This winter, Aimee Arango tried to escape her debts. She couldn't make ends meet on a $600 monthly income, so she filed for bankruptcy in federal court.
But that's when Oregon officials presented Arango with a bill. The state claimed she owed $75,000.
For 17 years, Arango had received roughly $1,100 a month in cash assistance, food stamps and unemployment benefits, while raising six children as a single mom in Portland.
But as she filed for bankruptcy, the state spotted a problem: She had never legally divorced her husband, so she wasn't entitled to the assistance. The state sued her for $75,000 for three years of alleged violations.
Arango thought she qualified for the money: She was raising the girls alone, without financial support from her estranged husband. And she couldn't pay.
"I'm under poverty, always have been," she says. "And they're still trying to get money from me."
A new federal class action lawsuit says the state routinely goes too far in trying to recoup debts. It alleges Oregon litigators sought money back from people in the midst of bankruptcy proceedings—at the exact moment when they are supposed to be protected from debt collectors.
Welfare cheats aren't popular. But they are often among the poorest and least-educated people in the state. And the federal lawsuit will test the limits of how far state officials can go in getting benefits back.
"They're withholding benefits as leverage—or a stronger word would be extortion," says Clarke Balcom, former chairman of the Oregon Bar Association's debtor and creditor section. "They're holding that over people's heads, inhibiting their very survival, to try to get them to pay something—which would certainly fly in the face of bankruptcy protections."
The class action suit, filed in U.S. Bankruptcy Court in the District of Oregon on Aug. 8, currently has three women signed on. Portland lawyer Michael Fuller believes hundreds more were targeted by state lawyers.
Fuller concedes that in some cases, the women indeed received state benefits they didn't qualify for.
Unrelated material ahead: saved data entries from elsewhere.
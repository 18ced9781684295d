use std::collections::BTreeMap;

use crate::error::{InterpolationError, Result};

/// Method specific options, option name to value.
///
/// Names are kept sorted so every validation message lists them in the same order.
#[derive(Debug, Clone, Default, PartialEq)]
pub struct InterpOptions {
    values: BTreeMap<String, f64>,
}

impl InterpOptions {
    pub fn new() -> Self {
        InterpOptions::default()
    }

    /// Builder style setter.
    /// # Example
    /// ```
    /// use diffspline::InterpOptions;
    ///
    /// let options = InterpOptions::new().set("delta_x", 0.1).set("eps", 1e-30);
    /// assert_eq!(Some(0.1), options.get("delta_x"));
    /// assert_eq!(None, options.get("order"));
    /// ```
    pub fn set(mut self, name: &str, value: f64) -> Self {
        self.values.insert(name.to_string(), value);
        self
    }

    pub fn insert(&mut self, name: &str, value: f64) {
        self.values.insert(name.to_string(), value);
    }

    pub fn get(&self, name: &str) -> Option<f64> {
        self.values.get(name).copied()
    }

    pub fn get_or(&self, name: &str, default: f64) -> f64 {
        self.get(name).unwrap_or(default)
    }

    pub fn names(&self) -> impl Iterator<Item = &str> {
        self.values.keys().map(|k| k.as_str())
    }

    pub fn is_empty(&self) -> bool {
        self.values.is_empty()
    }

    /// Rejects every option whose name is not in `recognized`, all of them in one error.
    pub fn check_recognized(&self, method: &str, recognized: &[&str]) -> Result<()> {
        let names: Vec<String> = self
            .names()
            .filter(|name| !recognized.contains(name))
            .map(|name| name.to_string())
            .collect();

        if names.is_empty() {
            Ok(())
        } else {
            Err(InterpolationError::UnsupportedOptions { method: method.to_string(), names })
        }
    }
}

impl<const N: usize> From<[(&str, f64); N]> for InterpOptions {
    fn from(entries: [(&str, f64); N]) -> Self {
        let mut options = InterpOptions::new();
        for (name, value) in entries {
            options.insert(name, value);
        }
        options
    }
}

pub(crate) fn invalid_option(name: &str, value: f64, reason: &str) -> InterpolationError {
    InterpolationError::InvalidOption {
        name: name.to_string(),
        value,
        reason: reason.to_string(),
    }
}

#[cfg(test)]
mod tests {
    use super::*;

    #[test]
    fn test_recognized() {
        let options = InterpOptions::from([("delta_x", 0.1), ("eps", 1e-30)]);
        assert!(options.check_recognized("akima", &["delta_x", "eps"]).is_ok());
    }

    #[test]
    fn test_unrecognized_all_listed_sorted() {
        let options = InterpOptions::new().set("eps", 1e-30).set("order", 4.0).set("delta_x", 0.1);
        let err = options.check_recognized("cubic", &[]).unwrap_err();

        assert_eq!(
            InterpolationError::UnsupportedOptions {
                method: "cubic".to_string(),
                names: vec!["delta_x".to_string(), "eps".to_string(), "order".to_string()]
            },
            err
        );
        assert_eq!(
            "cubic interpolator does not support ['delta_x', 'eps', 'order'] options.",
            err.to_string()
        );
    }

    #[test]
    fn test_partially_recognized() {
        let options = InterpOptions::from([("delta_x", 0.1), ("order", 3.0)]);
        let err = options.check_recognized("akima", &["delta_x", "eps"]).unwrap_err();
        assert_eq!("akima interpolator does not support ['order'] options.", err.to_string());
    }

    #[test]
    fn test_get_or() {
        let options = InterpOptions::new().set("order", 3.0);
        assert_eq!(3.0, options.get_or("order", 4.0));
        assert_eq!(1e-30, options.get_or("eps", 1e-30));
    }
}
But he argues that these cases—including Arango's—often stemmed from honest mistakes that state officials themselves failed to notice.
"The state of Oregon and its bankruptcy litigation attorney Marcus Hull disproportionately harass single mothers of color with unfair lawsuits alleging fraud," Fuller says.
Not only that: The lawsuit alleges the state essentially cut in line, forcing bankruptcy filers to pay debts to the government while other creditors—banks, credit-card companies, mortgage lenders—were forced to wait for the bankruptcy court to divvy up payments between them.
"It's not fair for the state of Oregon to break the rules and try to collect their debt," Fuller says. "It's a fairness issue for all the other creditors."
The Oregon Department of Justice, which represents the state in benefit fraud lawsuits, says it is obligated to taxpayers to recover public funds when it overpays—and hasn't targeted anyone unfairly. (Disclosure: Oregon Attorney General Ellen Rosenblum is married to the co-owner of WW's parent company.)
"We represent the Department of Human Services, which is obligated to recover overpayments of public assistance and food stamps," says DOJ spokeswoman Kristina Edmunson. "We don't take into account a person's race or gender, we simply evaluate the facts."
The plaintiffs are seeking payment of the benefits they have been denied during their bankruptcy cases, plus legal fees.
The lead plaintiff, Donelle Clark of Monroe, Ore., says she knows she cheated the state when she failed to discontinue her unemployment benefits the day she started her new job in December 2014. Instead, she waited three weeks until her first paycheck came.
"I couldn't drive to work without it," she says. "I live 30 or 40 miles from town."
The state made her pay back the three weeks of benefits plus a fine—about $700 total. Clark says that's fair. But this summer, she was laid off from her job—and the state told her she had to wait five weeks for unemployment benefits because of her previous violation even though she had filed for bankruptcy.
Fuller says that's against the law.
"Even if our clients did what the state says they did, the punishment is extremely severe and disproportionate," he says. "It's hard to imagine why the state is using the taxpayers' limited resources to obtain such harsh results."
Clarification: Aimee Arango's former husband, Gabriel Arango, disputes her version of events. He says he lived with and supported the children while working as a mechanic. Aimee Arango testified to her version of events in court filings.